**Work instruction:**
Your task is to repeat the entries exactly from their first line through the line with "pub mod sections", and to stop there.

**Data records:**
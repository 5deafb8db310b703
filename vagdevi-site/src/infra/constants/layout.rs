//! Layout and motion constants shared by the views.

use std::time::Duration;

pub const WINDOW_WIDTH: f32 = 1280.0;
pub const WINDOW_HEIGHT: f32 = 800.0;
pub const CONTENT_MAX_WIDTH: f32 = 1200.0;

pub mod navbar {
    pub const HEIGHT: f32 = 80.0;
    pub const COMPACT_HEIGHT: f32 = 64.0;
    /// Scroll offset past which the bar switches to its compact style.
    pub const SCROLLED_THRESHOLD: f32 = 20.0;
    /// Windows narrower than this show the collapsible menu.
    pub const MOBILE_BREAKPOINT: f32 = 768.0;
}

pub mod carousel {
    use std::time::Duration;

    pub const AREA_WIDTH: f32 = 640.0;
    pub const AREA_HEIGHT: f32 = 420.0;
    pub const ITEM_WIDTH: f32 = 260.0;
    pub const ITEM_HEIGHT: f32 = 340.0;
    pub const SLIDE_DURATION: Duration = Duration::from_millis(450);
    pub const DOT_SIZE: f32 = 10.0;
    pub const ACTIVE_DOT_WIDTH: f32 = 28.0;
}

pub mod reveal {
    use std::time::Duration;

    /// Fraction of a section that must be on screen before it reveals.
    pub const AMOUNT: f32 = 0.3;
    /// Distance the content travels while fading in.
    pub const DISTANCE: f32 = 50.0;
    pub const DURATION: Duration = Duration::from_millis(500);
    pub const STAGGER: Duration = Duration::from_millis(100);
}

pub mod sections {
    pub const HERO: f32 = 640.0;
    pub const CORE_VALUES: f32 = 520.0;
    pub const BRANDS: f32 = 760.0;
    pub const FIELDS: f32 = 460.0;
    pub const VARIETIES: f32 = 1040.0;
    pub const MARKETS: f32 = 380.0;
    pub const PRODUCTS_INTRO: f32 = 260.0;
    pub const PRODUCTS_BRAND: f32 = 620.0;
    pub const PRODUCTS_VARIETIES: f32 = 1420.0;
    pub const FAQ: f32 = 720.0;
    pub const CONTACT_INTRO: f32 = 240.0;
    pub const CONTACT_BODY: f32 = 900.0;
}

pub const ANIMATION_FRAME: Duration = Duration::from_millis(16);
pub const CONTACT_TICK: Duration = Duration::from_millis(250);
//! Image handles for carousel items, brand logos and product cards.
//!
//! Locators that are `http(s)` URLs are fetched once with `reqwest`; anything
//! else is treated as a path on disk and handed to iced directly.

use std::collections::HashMap;
use std::path::PathBuf;

use iced::widget::image;
use thiserror::Error;
use url::Url;

#[derive(Debug, Clone)]
pub enum ImageState {
    Loading,
    Loaded(image::Handle),
    Failed,
}

/// Where an image locator points.
#[derive(Debug, Clone, PartialEq, Eq)]
pub enum ImageSource {
    Remote(Url),
    Local(PathBuf),
}

impl ImageSource {
    pub fn parse(locator: &str) -> Self {
        match Url::parse(locator) {
            Ok(url) if matches!(url.scheme(), "http" | "https") => {
                ImageSource::Remote(url)
            }
            _ => ImageSource::Local(PathBuf::from(locator)),
        }
    }

    pub fn is_remote(&self) -> bool {
        matches!(self, ImageSource::Remote(_))
    }
}

#[derive(Debug, Error)]
pub enum ImageFetchError {
    #[error("failed to fetch image {url}: {source}")]
    Http {
        url: Url,
        #[source]
        source: reqwest::Error,
    },
    #[error("failed to fetch image {url}: {status}")]
    Status {
        url: Url,
        status: reqwest::StatusCode,
    },
}

/// Handles keyed by the locator string they were requested with.
#[derive(Debug, Clone, Default)]
pub struct ImageCache {
    entries: HashMap<String, ImageState>,
}

impl ImageCache {
    pub fn new() -> Self {
        Self::default()
    }

    pub fn get(&self, key: &str) -> Option<&ImageState> {
        self.entries.get(key)
    }

    pub fn handle(&self, key: &str) -> Option<&image::Handle> {
        match self.entries.get(key) {
            Some(ImageState::Loaded(handle)) => Some(handle),
            _ => None,
        }
    }

    pub fn len(&self) -> usize {
        self.entries.len()
    }

    pub fn is_empty(&self) -> bool {
        self.entries.is_empty()
    }

    /// Register `locator` and report the remote URL that still needs fetching.
    ///
    /// Local paths resolve immediately. Locators already known are skipped so
    /// each remote image is fetched at most once.
    pub fn request(&mut self, locator: &str) -> Option<Url> {
        if self.entries.contains_key(locator) {
            return None;
        }

        match ImageSource::parse(locator) {
            ImageSource::Local(path) => {
                self.entries.insert(
                    locator.to_string(),
                    ImageState::Loaded(image::Handle::from_path(path)),
                );
                None
            }
            ImageSource::Remote(url) => {
                self.entries
                    .insert(locator.to_string(), ImageState::Loading);
                Some(url)
            }
        }
    }

    pub fn set_loaded(&mut self, key: String, bytes: Vec<u8>) {
        self.entries
            .insert(key, ImageState::Loaded(image::Handle::from_bytes(bytes)));
    }

    pub fn set_failed(&mut self, key: String) {
        self.entries.insert(key, ImageState::Failed);
    }
}

/// Fetch an image from a URL
pub async fn fetch_image_from_url(url: Url) -> Result<Vec<u8>, ImageFetchError> {
    log::info!("Fetching image from URL: {}", url);

    let response =
        reqwest::get(url.clone())
            .await
            .map_err(|source| ImageFetchError::Http {
                url: url.clone(),
                source,
            })?;

    let status = response.status();
    if !status.is_success() {
        log::warn!("Failed to fetch image: {} - {}", url, status);
        return Err(ImageFetchError::Status { url, status });
    }

    let bytes = response
        .bytes()
        .await
        .map_err(|source| ImageFetchError::Http {
            url: url.clone(),
            source,
        })?;
    Ok(bytes.to_vec())
}

/// Fetch an image and return it with its cache key
pub async fn fetch_image_with_key(
    key: String,
    url: Url,
) -> (String, Result<Vec<u8>, String>) {
    let result = fetch_image_from_url(url).await.map_err(|e| e.to_string());
    (key, result)
}

#[cfg(test)]
mod tests {
    use super::*;

    #[test]
    fn http_locators_are_remote() {
        assert!(ImageSource::parse("https://cdn.example.com/pack.png").is_remote());
        assert!(ImageSource::parse("http://cdn.example.com/pack.png").is_remote());
        assert_eq!(
            ImageSource::parse("assets/brands/surya-pack-1.png"),
            ImageSource::Local(PathBuf::from("assets/brands/surya-pack-1.png"))
        );
        assert!(!ImageSource::parse("file:///tmp/pack.png").is_remote());
    }

    #[test]
    fn remote_images_are_requested_once() {
        let mut cache = ImageCache::new();
        let locator = "https://cdn.example.com/pack.png";

        assert!(cache.request(locator).is_some());
        assert!(matches!(cache.get(locator), Some(ImageState::Loading)));
        assert!(cache.request(locator).is_none());

        cache.set_failed(locator.to_string());
        assert!(cache.request(locator).is_none());
        assert!(cache.handle(locator).is_none());
    }

    #[test]
    fn local_images_resolve_without_fetching() {
        let mut cache = ImageCache::new();
        assert!(cache.request("assets/logo.png").is_none());
        assert!(cache.handle("assets/logo.png").is_some());
        assert_eq!(cache.len(), 1);
    }
}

**Solution to this exercise:**
repository 5deafb8db310b703
filename vagdevi-site/src/infra/constants/layout.rs
//! Layout and motion constants shared by the views.

use std::time::Duration;

pub const WINDOW_WIDTH: f32 = 1280.0;
pub const WINDOW_HEIGHT: f32 = 800.0;
pub const CONTENT_MAX_WIDTH: f32 = 1200.0;

pub mod navbar {
    pub const HEIGHT: f32 = 80.0;
    pub const COMPACT_HEIGHT: f32 = 64.0;
    /// Scroll offset past which the bar switches to its compact style.
    pub const SCROLLED_THRESHOLD: f32 = 20.0;
    /// Windows narrower than this show the collapsible menu.
    pub const MOBILE_BREAKPOINT: f32 = 768.0;
}

pub mod carousel {
    use std::time::Duration;

    pub const AREA_WIDTH: f32 = 640.0;
    pub const AREA_HEIGHT: f32 = 420.0;
    pub const ITEM_WIDTH: f32 = 260.0;
    pub const ITEM_HEIGHT: f32 = 340.0;
    pub const SLIDE_DURATION: Duration = Duration::from_millis(450);
    pub const DOT_SIZE: f32 = 10.0;
    pub const ACTIVE_DOT_WIDTH: f32 = 28.0;
}

pub mod reveal {
    use std::time::Duration;

    /// Fraction of a section that must be on screen before it reveals.
    pub const AMOUNT: f32 = 0.3;
    /// Distance the content travels while fading in.
    pub const DISTANCE: f32 = 50.0;
    pub const DURATION: Duration = Duration::from_millis(500);
    pub const STAGGER: Duration = Duration::from_millis(100);
}

pub mod sections {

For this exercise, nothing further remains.